For every line in the records below that holds "user", make a copy.

#### Data section

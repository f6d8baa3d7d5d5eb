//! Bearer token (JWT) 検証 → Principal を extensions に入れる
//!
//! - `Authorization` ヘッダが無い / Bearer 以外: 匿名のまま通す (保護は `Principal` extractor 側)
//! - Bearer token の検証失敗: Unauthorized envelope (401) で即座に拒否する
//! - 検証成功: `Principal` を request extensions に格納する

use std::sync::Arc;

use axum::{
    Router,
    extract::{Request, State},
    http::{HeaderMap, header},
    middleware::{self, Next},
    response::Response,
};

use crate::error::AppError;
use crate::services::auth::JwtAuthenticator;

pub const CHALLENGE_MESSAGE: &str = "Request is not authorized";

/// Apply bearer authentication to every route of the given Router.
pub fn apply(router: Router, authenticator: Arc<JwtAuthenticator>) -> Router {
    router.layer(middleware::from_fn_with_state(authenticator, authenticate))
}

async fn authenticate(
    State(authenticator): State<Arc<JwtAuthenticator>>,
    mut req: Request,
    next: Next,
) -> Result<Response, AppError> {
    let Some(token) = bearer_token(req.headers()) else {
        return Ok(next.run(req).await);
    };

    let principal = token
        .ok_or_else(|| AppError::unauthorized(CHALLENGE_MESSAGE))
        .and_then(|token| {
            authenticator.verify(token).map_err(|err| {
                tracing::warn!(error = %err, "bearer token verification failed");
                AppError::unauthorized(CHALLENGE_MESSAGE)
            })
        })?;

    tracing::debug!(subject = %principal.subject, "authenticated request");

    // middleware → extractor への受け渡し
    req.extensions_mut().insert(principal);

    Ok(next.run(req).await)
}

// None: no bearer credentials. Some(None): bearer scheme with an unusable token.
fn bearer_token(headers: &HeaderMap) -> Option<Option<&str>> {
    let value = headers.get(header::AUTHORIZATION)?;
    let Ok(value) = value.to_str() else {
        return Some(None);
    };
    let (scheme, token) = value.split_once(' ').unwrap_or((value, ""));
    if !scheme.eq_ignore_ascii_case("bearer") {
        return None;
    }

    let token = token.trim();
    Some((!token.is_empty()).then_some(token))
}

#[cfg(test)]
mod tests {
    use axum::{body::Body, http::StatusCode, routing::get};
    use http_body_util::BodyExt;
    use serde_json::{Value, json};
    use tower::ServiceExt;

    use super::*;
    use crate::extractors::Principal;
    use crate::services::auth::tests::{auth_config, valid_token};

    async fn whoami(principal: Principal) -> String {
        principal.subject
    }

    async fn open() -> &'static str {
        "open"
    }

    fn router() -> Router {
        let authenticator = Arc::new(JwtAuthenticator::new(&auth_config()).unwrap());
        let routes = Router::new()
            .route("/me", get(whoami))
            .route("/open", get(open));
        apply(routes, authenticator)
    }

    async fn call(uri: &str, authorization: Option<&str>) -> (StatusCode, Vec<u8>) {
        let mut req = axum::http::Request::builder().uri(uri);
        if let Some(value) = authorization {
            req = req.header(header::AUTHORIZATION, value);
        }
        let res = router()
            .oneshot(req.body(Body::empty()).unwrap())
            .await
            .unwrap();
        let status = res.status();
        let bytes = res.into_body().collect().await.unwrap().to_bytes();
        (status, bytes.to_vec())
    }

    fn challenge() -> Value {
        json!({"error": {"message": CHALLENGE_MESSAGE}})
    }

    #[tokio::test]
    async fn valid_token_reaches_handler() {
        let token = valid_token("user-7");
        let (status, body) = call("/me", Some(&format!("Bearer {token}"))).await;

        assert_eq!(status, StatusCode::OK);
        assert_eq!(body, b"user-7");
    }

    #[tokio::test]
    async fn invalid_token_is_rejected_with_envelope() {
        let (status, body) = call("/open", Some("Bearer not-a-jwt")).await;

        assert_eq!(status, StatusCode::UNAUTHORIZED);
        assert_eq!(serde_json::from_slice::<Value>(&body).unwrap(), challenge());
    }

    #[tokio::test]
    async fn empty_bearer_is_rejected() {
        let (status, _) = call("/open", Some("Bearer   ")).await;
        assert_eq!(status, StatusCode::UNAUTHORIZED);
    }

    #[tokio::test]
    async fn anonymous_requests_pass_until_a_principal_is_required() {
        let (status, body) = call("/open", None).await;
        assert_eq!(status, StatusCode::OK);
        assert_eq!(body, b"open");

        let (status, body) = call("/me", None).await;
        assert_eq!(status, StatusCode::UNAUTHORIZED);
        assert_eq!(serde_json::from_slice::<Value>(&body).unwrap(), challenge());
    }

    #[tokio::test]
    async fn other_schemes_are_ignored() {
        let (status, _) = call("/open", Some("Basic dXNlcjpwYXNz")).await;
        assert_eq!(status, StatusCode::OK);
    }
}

########

# Solved problem
        let token = valid_token("user-7");
        assert_eq!(body, b"user-7");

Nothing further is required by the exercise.